WebspaceWorks Resources

Content Extract: Taking control of excerpts in Wordpress

It is not uncommon to list short extracts of multiple posts on a single page within a blog and WordPress provides a couple of methods of doing just that, using either the <!–More–> content break in conjunction with the the_content template tag, or the the_excerpt template tag that will pull an excerpt or truncate the content if no real extract is found for a given post. This is fine, but didn’t go quite far enough for a recent client, so the Content Extract plugin was born and is now made available for a wider audience.

With this plugin the extract will use an excerpt if one is available, and if not will first obey any explicit break in the content, before otherwise checking the full content length and determining where to cut it, according to the parameters passed to it.


Content Extract is based upon elements of both the the_content and the the_excerpt template tags, but since it trims back on what the first one does, while extending the second, it shares interface with neither. The bulk of the work is done by a new filter, wswwpx_trim_extract, as described below.


Simply place the expanded file content_extract.php in the path ‘/wp-content/plugins/’ in your WordPress installation, and activate it in the admin interface.

All function names include the initials ‘wswwpx’ in a prefix, so there should be no conflicts with any other functions.

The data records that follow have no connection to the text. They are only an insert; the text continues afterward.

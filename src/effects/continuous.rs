//! Continuous effects from static abilities.
//!
//! `GameState::apply_continuous_effects` rebuilds every object's current
//! characteristics from its printed ones and then applies these effects
//! sorted by layer, then by the source's timestamp.

use serde::{Deserialize, Serialize};

use crate::core::{EntityId, GameState, PlayerId};
use crate::mana::ColorSet;

/// Application order for continuous effects, earliest first.
#[derive(Clone, Copy, Debug, PartialEq, Eq, PartialOrd, Ord, Hash, Serialize, Deserialize)]
pub enum Layer {
    Copy,
    Control,
    Text,
    Type,
    Color,
    Ability,
    PowerToughness,
}

/// When a static ability's effect applies.
#[derive(Clone, Copy, Debug, Default, PartialEq, Eq, Hash, Serialize, Deserialize)]
pub enum Duration {
    /// Only while the source is on the battlefield.
    #[default]
    WhileOnBattlefield,
    /// In every zone. Used by characteristic-defining abilities.
    Always,
}

/// An effect that continuously modifies the game while its ability is active.
pub trait ContinuousEffect: std::fmt::Debug + Send + Sync {
    fn layer(&self) -> Layer;

    fn duration(&self) -> Duration {
        Duration::WhileOnBattlefield
    }

    fn text(&self) -> &str;

    /// Modify `state` on behalf of the static ability of `source_id`.
    fn apply(&self, source_id: EntityId, controller: PlayerId, state: &mut GameState);

    fn clone_box(&self) -> Box<dyn ContinuousEffect>;
}

impl Clone for Box<dyn ContinuousEffect> {
    fn clone(&self) -> Self {
        self.clone_box()
    }
}

/// Devoid: "This card has no color."
#[derive(Clone, Debug, Default)]
pub struct BecomesColorlessSourceEffect;

impl ContinuousEffect for BecomesColorlessSourceEffect {
    fn layer(&self) -> Layer {
        Layer::Color
    }

    fn duration(&self) -> Duration {
        Duration::Always
    }

    fn text(&self) -> &str {
        "this card has no color"
    }

    fn apply(&self, source_id: EntityId, _controller: PlayerId, state: &mut GameState) {
        if let Some(card) = state.card_mut(source_id) {
            card.current.colors = ColorSet::COLORLESS;
        }
    }

    fn clone_box(&self) -> Box<dyn ContinuousEffect> {
        Box::new(self.clone())
    }
}
//! Filters: predicate bundles that select game objects.
//!
//! A `Filter` is a list of `Predicate`s that are ANDed together, checked
//! in insertion order and short-circuiting on the first miss. There are no
//! OR or NOT combinators: a card that needs "X or Y" uses two abilities.
//!
//! Filters are plain data. Cloning one gives a fully independent copy, which
//! is how card content reuses a filter template without aliasing it.
//!
//! ```
//! use ccg_rules::cards::CardType;
//! use ccg_rules::filter::{Filter, Predicate, TargetController};
//!
//! let mut filter = Filter::land_permanent("an opponent taps a land");
//! filter.add(Predicate::Controller(TargetController::Opponent));
//!
//! assert_eq!(filter.predicates().len(), 2);
//! assert_eq!(filter.predicates()[0], Predicate::CardType(CardType::Land));
//! ```

mod predicate;

pub use predicate::{FilterContext, Predicate, TargetController};

use serde::{Deserialize, Serialize};
use tracing::trace;

use crate::cards::{CardInstance, CardType};
use crate::core::{GameState, Zone};

/// What kind of object a filter can match at all.
#[derive(Clone, Copy, Debug, PartialEq, Eq, Hash, Serialize, Deserialize)]
pub enum FilterDomain {
    /// Only objects on the battlefield.
    Permanent,
    /// Cards in any zone.
    Card,
}

/// ANDed predicates over a domain, plus the text used to describe them.
#[derive(Clone, Debug, PartialEq, Eq, Hash, Serialize, Deserialize)]
pub struct Filter {
    domain: FilterDomain,
    predicates: Vec<Predicate>,
    message: String,
}

impl Filter {
    /// Empty filter over permanents: matches everything on the battlefield.
    #[must_use]
    pub fn permanent(message: impl Into<String>) -> Self {
        Self {
            domain: FilterDomain::Permanent,
            predicates: Vec::new(),
            message: message.into(),
        }
    }

    /// Empty filter over cards in any zone.
    #[must_use]
    pub fn card(message: impl Into<String>) -> Self {
        Self {
            domain: FilterDomain::Card,
            predicates: Vec::new(),
            message: message.into(),
        }
    }

    #[must_use]
    pub fn creature_permanent(message: impl Into<String>) -> Self {
        Self::permanent(message).with(Predicate::CardType(CardType::Creature))
    }

    #[must_use]
    pub fn land_permanent(message: impl Into<String>) -> Self {
        Self::permanent(message).with(Predicate::CardType(CardType::Land))
    }

    /// Add a predicate.
    pub fn add(&mut self, predicate: Predicate) {
        self.predicates.push(predicate);
    }

    /// Add a predicate (builder pattern).
    #[must_use]
    pub fn with(mut self, predicate: Predicate) -> Self {
        self.add(predicate);
        self
    }

    #[must_use]
    pub fn domain(&self) -> FilterDomain {
        self.domain
    }

    #[must_use]
    pub fn predicates(&self) -> &[Predicate] {
        &self.predicates
    }

    #[must_use]
    pub fn message(&self) -> &str {
        &self.message
    }

    pub fn set_message(&mut self, message: impl Into<String>) {
        self.message = message.into();
    }

    /// Does `object` pass every predicate?
    ///
    /// An empty filter matches every object of its domain.
    #[must_use]
    pub fn matches(&self, object: &CardInstance, ctx: &FilterContext, state: &GameState) -> bool {
        if self.domain == FilterDomain::Permanent && object.zone != Zone::Battlefield {
            return false;
        }

        match self.predicates.iter().find(|p| !p.matches(object, ctx, state)) {
            Some(failed) => {
                trace!(object = %object.id, predicate = ?failed, filter = %self.message, "filter miss");
                false
            }
            None => true,
        }
    }
}
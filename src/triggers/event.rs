//! Game event types.
//!
//! Events record things that happened. `GameState` appends every event to
//! its log and to a pending buffer; `Game::process_events` drains the buffer
//! and hands each event to the `TriggerRegistry`.

use serde::{Deserialize, Serialize};

use crate::core::{EntityId, PlayerId, Zone};
use crate::mana::ManaColor;

/// Kind of event. Triggers are indexed by this.
#[derive(Clone, Copy, Debug, PartialEq, Eq, PartialOrd, Ord, Hash, Serialize, Deserialize)]
pub enum EventType {
    /// A permanent became tapped.
    Tapped,
    /// A permanent was tapped for mana.
    TappedForMana,
    /// A creature was declared as an attacker.
    AttackerDeclared,
    /// An object moved from one zone to another.
    ZoneChanged,
    /// An object entered the battlefield.
    EnteredBattlefield,
}

/// A game event with contextual data.
///
/// ## Event Data
///
/// - `target_id`: the object the event is about
/// - `player_id`: the player associated with it (usually the controller)
/// - `defender_id`: for attacks, the player or planeswalker attacked
/// - `from_zone` / `to_zone`: for zone changes
/// - `mana`: for mana abilities, the mana produced
#[derive(Clone, Debug, PartialEq, Eq, Serialize, Deserialize)]
pub struct GameEvent {
    pub event_type: EventType,
    pub target_id: EntityId,
    pub player_id: Option<PlayerId>,
    pub defender_id: Option<EntityId>,
    pub from_zone: Option<Zone>,
    pub to_zone: Option<Zone>,
    pub mana: Option<ManaColor>,
}

impl GameEvent {
    /// Create a new event about `target_id`.
    #[must_use]
    pub fn new(event_type: EventType, target_id: EntityId) -> Self {
        Self {
            event_type,
            target_id,
            player_id: None,
            defender_id: None,
            from_zone: None,
            to_zone: None,
            mana: None,
        }
    }

    /// Set the associated player (builder pattern).
    #[must_use]
    pub fn with_player(mut self, player: PlayerId) -> Self {
        self.player_id = Some(player);
        self
    }

    #[must_use]
    pub fn with_defender(mut self, defender: EntityId) -> Self {
        self.defender_id = Some(defender);
        self
    }

    #[must_use]
    pub fn with_zones(mut self, from: Zone, to: Zone) -> Self {
        self.from_zone = Some(from);
        self.to_zone = Some(to);
        self
    }

    #[must_use]
    pub fn with_mana(mut self, mana: ManaColor) -> Self {
        self.mana = Some(mana);
        self
    }
}

/// Builders for the events the engine fires.
impl GameEvent {
    #[must_use]
    pub fn tapped(permanent: EntityId, controller: PlayerId) -> Self {
        Self::new(EventType::Tapped, permanent).with_player(controller)
    }

    #[must_use]
    pub fn tapped_for_mana(permanent: EntityId, controller: PlayerId, mana: ManaColor) -> Self {
        Self::new(EventType::TappedForMana, permanent)
            .with_player(controller)
            .with_mana(mana)
    }

    #[must_use]
    pub fn attacker_declared(attacker: EntityId, controller: PlayerId, defender: EntityId) -> Self {
        Self::new(EventType::AttackerDeclared, attacker)
            .with_player(controller)
            .with_defender(defender)
    }

    #[must_use]
    pub fn zone_changed(card: EntityId, owner: PlayerId, from: Zone, to: Zone) -> Self {
        Self::new(EventType::ZoneChanged, card)
            .with_player(owner)
            .with_zones(from, to)
    }

    #[must_use]
    pub fn entered_battlefield(permanent: EntityId, controller: PlayerId) -> Self {
        Self::new(EventType::EnteredBattlefield, permanent).with_player(controller)
    }
}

Wordpress 2.0 compatibility: Content Extract was built and tested against WP 2.0 Stable, but should also work with WP 1.5+.


Content Extract would typically be used to replace the functionality provided by the the_excerpt tag that is usually found in pages that list samples/extracts from multiple posts, and which typically provide links on to the full text versions. It therefore needs to be called from within The Loop, and it will have a call that looks like this:

<?php wswwpx_content_extract ( ); ?>

or this:

<?php wswwpx_content_extract ( '(More...)', 80, 55 ); ?>

or more generically, this [Note: This changed with 1.0b2 (21 January, 2006)]:

<?php wswwpx_content_extract ( $more_link_text, $check_length, $cut_length, $addtodb, $html_before, $html_after, $striphtml, $withlink ); ?>

The arguments are:

  1. $more_link_text: The text to be used for the onwards link to the full text version, dflt='(More...)'
  2. $check_length: The maximum length of text to allow from the full text of the post before the automatic truncation algorithm will be used. Defaults to words, but can be written as 'n:s' to denote a length of ‘n’ sentences, dflt=80 words
  3. $cut_length: The length to which the full text will be cut if automatic truncation is triggered. Defaults to words, but can be written as 'n:s' to denote a length of ‘n’ sentences, dflt=55 words
  4. $addtodb: Switch to write the auto-generated extract out to the post_excerpt field in the posts database record or not, dflt=false, setting it to ‘2′ will force the excerpt to be updated and re-written to the database.
  5. $html_before: HTML to be added to the front of the extract, dflt=<p>
  6. $html_after: HTML to be added to the end of the extract, dflt=</p>
  7. $striphtml: Strip html formatting from excerpt? dflt=true (in keeping with WP default for excerpts)
  8. $withlink: Switch to add the link to the end of the extract or not, dflt=true

Note here that the check length and truncation length can be different, and the truncation length will always be less than or equal to the check length.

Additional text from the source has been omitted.